Galilee is the renovated, former summer home of the Case family. The history of the building melds beautifully with hotel-style accommodations, creating an ideal place for groups to meet. This is the building most guests equate with Casowasco because of its history, location (on the lake), and beauty.
The Rusty Best Memorial Library features an unmatched view of Owasco Lake and a cozy place to enjoy a book. Galilee also has a large living room that is typically used as the main meeting area for groups. The second floor has seen the most work and has become one of the most luxurious place to stay on site. Almost all of the bedrooms feature their own full baths and a beautiful view.
Galilee includes 12 bedrooms, 10 bathrooms, and 9 showers to accommodate up to 29 guests. Pillows and blankets are included with each room. The building features a piano, kitchenette, two gas fireplaces, and two covered porches. The larger porch has been updated for extended use in colder seasons with a transparent vinyl enclosure and propane patio heater. The campfire circle is located a short distance off the south porch, along the shore of Owasco Lake.
The history of Galilee is part of its unique charm. The building we now call Galilee was the former summer home of Theodore and Gertrude Case. Built in 1896 and uniquely designed to fit the contour of the shoreline, it quickly became the centerpiece of the Case estate. The railroad that runs along the property dropped off many famous guests during those years – including an alleged visit by Mr. Walt Disney.
After the purchase of the property in 1946, Galilee began to undergo what would be several changes, all with the intent of making the building into a retreat facility. In the late 70s, it was almost closed for lack of funds to make the upgrades – but through volunteer work and an aggressive fundraising campaign, Galilee survived. Recent history has been very good to the facility. A large gift given by Peg Shields in the name of her parents, the Vetters, has enabled a massive renovation – ensuring that this beautiful piece of history will be used for many years to come.
Bethany is located alongside the shoreline of Owasco Lake, offering guests a beautiful view from the main meeting lounge. Bethany has a unique layout, in that it is made up of three “pods” interconnected by hallways. These “pods” give guests great flexibility for their activities and programs. Bethany also is equipped with a small kitchenette, a wheelchair lift, a TV and DVD/VCR, and a piano. The campfire circle is just a few steps out from the main meeting lounge.
The two housing “pods”, called the west wing and east wing, house a total of 64 guests (32 each). Each wing has eight bedrooms, with two bunk beds in each room (four sleep surfaces per room). There are also a total of four full baths in each wing. All bedrooms include pillows and blankets.
Bethany was built in 1962, with the purpose of providing the site with a large, guest-friendly retreat facility. The architect modeled the building’s octagonal pods after Galilee’s historic south porch. Bethany was built on the land that was previously the Case family boathouse and the site’s craft shop. The large meeting area included a glass fireplace that stood in the center of the building. This was taken out some 20 years later to make the area more beneficial to large groups and programming.

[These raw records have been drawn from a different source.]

use orfo_core::model::{Question, ReminderTime, UserId};
use storage::repository::{
    CategoryRepository, LedgerRepository, PoolRepository, ScheduleRepository, StorageError,
    ToggleOutcome,
};
use storage::sqlite::SqliteRepository;

fn question(front: &str, back: &str) -> Question {
    Question::new(front, back).unwrap()
}

async fn connect(name: &str) -> SqliteRepository {
    let url = format!("sqlite:file:{name}?mode=memory&cache=shared");
    let repo = SqliteRepository::connect(&url).await.expect("connect");
    repo.migrate().await.expect("migrate");
    repo
}

#[tokio::test]
async fn sqlite_category_round_trip_preserves_insertion_order() {
    let repo = connect("memdb_categories").await;
    let user = UserId::new("u1");

    repo.create_category(&user, "Unit 1").await.unwrap();
    repo.add_question(&user, "Unit 1", &question("cat", "felis"))
        .await
        .unwrap();
    repo.add_question(&user, "Unit 1", &question("dog", "canis"))
        .await
        .unwrap();

    let cat = repo.get_category(&user, "Unit 1").await.unwrap().unwrap();
    assert_eq!(cat.len(), 2);
    assert_eq!(cat.questions()[0].pair_key(), "cat←felis");
    assert_eq!(cat.questions()[1].pair_key(), "dog←canis");

    assert_eq!(repo.category_names(&user).await.unwrap(), vec!["Unit 1"]);
    assert_eq!(repo.question_count(&user, "Unit 1").await.unwrap(), 2);
}

#[tokio::test]
async fn sqlite_duplicate_category_is_a_conflict() {
    let repo = connect("memdb_conflict").await;
    let user = UserId::new("u1");

    repo.create_category(&user, "A").await.unwrap();
    let err = repo.create_category(&user, "A").await.unwrap_err();
    assert!(matches!(err, StorageError::Conflict));

    // A different user may reuse the name.
    repo.create_category(&UserId::new("u2"), "A").await.unwrap();
}

#[tokio::test]
async fn sqlite_replace_and_remove_question() {
    let repo = connect("memdb_edit").await;
    let user = UserId::new("u1");

    repo.create_category(&user, "A").await.unwrap();
    repo.add_question(&user, "A", &question("cot", "cat"))
        .await
        .unwrap();

    repo.replace_question(&user, "A", "cot←cat", &question("kot", "cat"))
        .await
        .unwrap();
    let cat = repo.get_category(&user, "A").await.unwrap().unwrap();
    assert_eq!(cat.questions()[0].pair_key(), "kot←cat");

    let err = repo
        .replace_question(&user, "A", "cot←cat", &question("x", "y"))
        .await
        .unwrap_err();
    assert!(matches!(err, StorageError::NotFound));

    repo.remove_question(&user, "A", "kot←cat").await.unwrap();
    assert_eq!(repo.question_count(&user, "A").await.unwrap(), 0);
}

#[tokio::test]
async fn sqlite_delete_category_cascades_to_questions() {
    let repo = connect("memdb_cascade").await;
    let user = UserId::new("u1");

    repo.create_category(&user, "A").await.unwrap();
    repo.add_question(&user, "A", &question("cat", "felis"))
        .await
        .unwrap();
    repo.delete_category(&user, "A").await.unwrap();

    assert!(repo.get_category(&user, "A").await.unwrap().is_none());
    assert_eq!(repo.question_count(&user, "A").await.unwrap(), 0);
    // Recreating starts empty.
    repo.create_category(&user, "A").await.unwrap();
    assert_eq!(repo.question_count(&user, "A").await.unwrap(), 0);
}

#[tokio::test]
async fn sqlite_ledger_increment_decrement_lifecycle() {
    let repo = connect("memdb_ledger").await;
    let user = UserId::new("u1");

    assert_eq!(repo.increment(&user, "A", "cat←felis").await.unwrap(), 1);
    assert_eq!(repo.increment(&user, "A", "cat←felis").await.unwrap(), 2);

    assert_eq!(
        repo.decrement_or_remove(&user, "A", "cat←felis")
            .await
            .unwrap(),
        1
    );
    assert_eq!(
        repo.decrement_or_remove(&user, "A", "cat←felis")
            .await
            .unwrap(),
        0
    );

    assert!(repo.entries(&user, None).await.unwrap().is_empty());
    assert!(
        repo.categories_with_mistakes(&user)
            .await
            .unwrap()
            .is_empty()
    );

    // Decrementing an absent entry stays at zero without creating anything.
    assert_eq!(
        repo.decrement_or_remove(&user, "A", "cat←felis")
            .await
            .unwrap(),
        0
    );
}

#[tokio::test]
async fn sqlite_ledger_listing_and_rename() {
    let repo = connect("memdb_listing").await;
    let user = UserId::new("u1");

    for _ in 0..3 {
        repo.increment(&user, "A", "b←y").await.unwrap();
    }
    repo.increment(&user, "A", "a←x").await.unwrap();
    repo.increment(&user, "B", "c←z").await.unwrap();

    let all = repo.entries(&user, None).await.unwrap();
    let pairs: Vec<&str> = all.iter().map(|r| r.pair.as_str()).collect();
    assert_eq!(pairs, vec!["b←y", "a←x", "c←z"]);

    let scoped = repo.entries(&user, Some("A")).await.unwrap();
    assert_eq!(scoped.len(), 2);

    repo.rename_entry(&user, "A", "b←y", "bb←y").await.unwrap();
    let renamed = repo.entries(&user, Some("A")).await.unwrap();
    assert_eq!(renamed[0].pair, "bb←y");
    assert_eq!(renamed[0].count, 3);

    assert_eq!(
        repo.categories_with_mistakes(&user).await.unwrap(),
        vec!["A", "B"]
    );
}

#[tokio::test]
async fn sqlite_set_count_lowers_or_removes() {
    let repo = connect("memdb_set_count").await;
    let user = UserId::new("u1");

    for _ in 0..5 {
        repo.increment(&user, "A", "cot←cat").await.unwrap();
    }
    repo.set_count(&user, "A", "cot←cat", 2).await.unwrap();
    let entries = repo.entries(&user, Some("A")).await.unwrap();
    assert_eq!(entries[0].count, 2);

    repo.set_count(&user, "A", "cot←cat", 0).await.unwrap();
    assert!(repo.entries(&user, Some("A")).await.unwrap().is_empty());

    let err = repo.set_count(&user, "A", "cot←cat", 1).await.unwrap_err();
    assert!(matches!(err, StorageError::NotFound));
}

#[tokio::test]
async fn sqlite_schedule_toggle_and_lookup() {
    let repo = connect("memdb_schedule").await;
    let user = UserId::new("u1");
    let other = UserId::new("u2");
    let at: ReminderTime = "08:00".parse().unwrap();

    assert_eq!(repo.toggle(&user, at).await.unwrap(), ToggleOutcome::Added);
    assert_eq!(repo.toggle(&other, at).await.unwrap(), ToggleOutcome::Added);
    assert_eq!(
        repo.users_at(at).await.unwrap(),
        vec![UserId::new("u1"), UserId::new("u2")]
    );

    assert_eq!(
        repo.toggle(&user, at).await.unwrap(),
        ToggleOutcome::Removed
    );
    assert_eq!(repo.users_at(at).await.unwrap(), vec![UserId::new("u2")]);
    assert!(repo.times(&user).await.unwrap().is_empty());
}

#[tokio::test]
async fn sqlite_pool_and_contributors() {
    let repo = connect("memdb_pool").await;
    let user = UserId::new("u1");

    assert!(!repo.is_contributor(&user).await.unwrap());
    repo.add_contributor(&user).await.unwrap();
    repo.add_contributor(&user).await.unwrap();
    assert!(repo.is_contributor(&user).await.unwrap());

    repo.add_to_pool("A", &question("cat", "felis")).await.unwrap();
    repo.add_to_pool("B", &question("dog", "canis")).await.unwrap();
    let pool = repo.pool_questions().await.unwrap();
    assert_eq!(pool.len(), 2);
    assert_eq!(pool[0].pair_key(), "cat←felis");
}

Wesley lodge is a retreat facility perfect for smaller groups and gatherings. The lodge has two lounge spaces, one with a wood stove the other with a kitchenette. This building is ideal for youth groups, bible study groups, and groups engaged in learning (ie. pastoral classes, home school, etc.)
The lodge is a two-story facility with the guests rooms and bathrooms on both floors. Wesley has 10 bedrooms to accommodate up to 30 guests. The beds include 10 bunk beds and 10 twin beds. There are four and a half baths throughout the building.
The Emmaus Commons is newly renovated and expanded and is centrally located in the center of the grounds. The Hall of Champions, our main dining room, seats up to 120 guests and is typically where most meals are held for breakfast, lunch, and dinner. Our food service staff works in the state-of-the-art kitchen to provide hot, homemade, delicious meals all year round.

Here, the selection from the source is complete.